I consiglieri provinciali del Pd, insieme alla presidente Canigola dovrebbero, insieme ai colleghi delle altre province delle Marche, andare dal loro premier Gentiloni con le dimissioni firmate sul tavolo per dimostrare che il territorio vale di più della tessera di partito e siamo pronti anche noi a fare la nostra parte.
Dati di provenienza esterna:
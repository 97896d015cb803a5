use std::sync::Arc;

use depot_config::{config::DEFAULT_PAGE_SIZE, Config, TaskConfig};
use depot_events::{DepotEvent, EventSinkHandle, NullSink};
use depot_id::Identifier;
use serde_json::Value;
use tracing::debug;

use crate::{
    error::{GatewayError, Result},
    transport::{ApiRequest, Transport, UreqTransport},
    translate::Translator,
};

/// Connection context for one request or one worker.
///
/// A session owns its transport, credentials and correlation id. Build a
/// new session for every unit of concurrent work instead of sharing one.
pub struct Session {
    transport: Box<dyn Transport>,
    translator: Translator,
    api_path: String,
    page_size: u32,
    tasks: TaskConfig,
    events: EventSinkHandle,
    correlation_id: String,
}

impl Session {
    /// Connects to the configured content store over HTTP.
    pub fn new(config: &Config) -> Self {
        let correlation_id = uuid::Uuid::new_v4().simple().to_string();
        let transport = UreqTransport::new(&config.backend, correlation_id.clone());
        Self {
            transport: Box::new(transport),
            translator: Translator::new(config.backend.api_path.clone()),
            api_path: config.backend.api_path.clone(),
            page_size: config.page_size(),
            tasks: config.tasks.clone(),
            events: Arc::new(NullSink),
            correlation_id,
        }
    }

    /// Builds a session over an arbitrary transport.
    pub fn with_transport(transport: impl Transport + 'static, api_path: impl Into<String>) -> Self {
        let api_path = api_path.into();
        Self {
            transport: Box::new(transport),
            translator: Translator::new(api_path.clone()),
            api_path,
            page_size: DEFAULT_PAGE_SIZE,
            tasks: TaskConfig::default(),
            events: Arc::new(NullSink),
            correlation_id: uuid::Uuid::new_v4().simple().to_string(),
        }
    }

    pub fn with_events(mut self, events: EventSinkHandle) -> Self {
        self.events = events;
        self
    }

    pub fn with_page_size(mut self, page_size: u32) -> Self {
        self.page_size = page_size.max(1);
        self
    }

    pub fn with_task_config(mut self, tasks: TaskConfig) -> Self {
        self.tasks = tasks;
        self
    }

    pub fn api_path(&self) -> &str {
        &self.api_path
    }

    pub fn page_size(&self) -> u32 {
        self.page_size
    }

    pub fn tasks(&self) -> &TaskConfig {
        &self.tasks
    }

    pub fn correlation_id(&self) -> &str {
        &self.correlation_id
    }

    pub fn translator(&self) -> &Translator {
        &self.translator
    }

    pub fn emit(&self, event: DepotEvent) {
        self.events.emit(event);
    }

    pub fn events(&self) -> &EventSinkHandle {
        &self.events
    }

    /// Full backend reference of an identifier, as sent in request bodies.
    pub fn reference(&self, id: &Identifier) -> String {
        id.to_reference(&self.api_path)
    }

    /// Sends a request and maps non-2xx statuses onto [`GatewayError`].
    ///
    /// The returned body is not yet translated.
    pub fn send(&self, request: &ApiRequest) -> Result<Value> {
        debug!(
            method = %request.method,
            path = %request.path,
            correlation_id = %self.correlation_id,
            "backend request"
        );

        let response = self.transport.send(request)?;
        let status = response.status;

        match status {
            200..=299 => Ok(response.body),
            404 => {
                Err(GatewayError::NotFound {
                    path: request.path.clone(),
                    detail: response.body,
                })
            }
            400..=499 => {
                Err(GatewayError::Validation {
                    status,
                    detail: response.body,
                })
            }
            _ => {
                Err(GatewayError::Upstream {
                    status,
                    path: request.path.clone(),
                    detail: response.body,
                })
            }
        }
    }

    /// Sends a request and translates the response body.
    pub fn request(&self, request: &ApiRequest) -> Result<Value> {
        self.send(request).map(|body| self.translator.response(body))
    }
}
Quando al Governo c’era il centrodestra e per un numero inferiore di tagli, furono fatte molte manifestazioni di protesta ed ora che a tagliare drasticamente sono quelli del loro stesso colore politico si fanno solo semplici articoli sulla stampa. Sicuramente il bilancio è anche frutto delle scelte sbagliate della precedente gestione dove non si è vista una seria progettazione e non è stato salvaguardato l’interesse del nostro territorio, e quindi crediamo che Aronne Perugini ed altri consiglieri che ancor oggi siedono in consiglio provinciale devono fare mea culpa.

Giorgio Famiglini

È chiaro che non stiamo dando la colpa alla Canigola che è diventata presidente da poco e potrà contare sulla nostra collaborazione per il bene della Provincia, ma è ora di fare qualcosa di concreto, interpellando i deputati del Pd eletti con i voti dei nostri cittadini e rendendoli partecipi di danno che anche loro stanno creando al nostro territorio, anche perché gli stessi vengono solo nella nostra provincia in campagna elettorale ma poi si dimenticano per tutto il mandato di ciò che accade nel Fermano e nelle Marche”.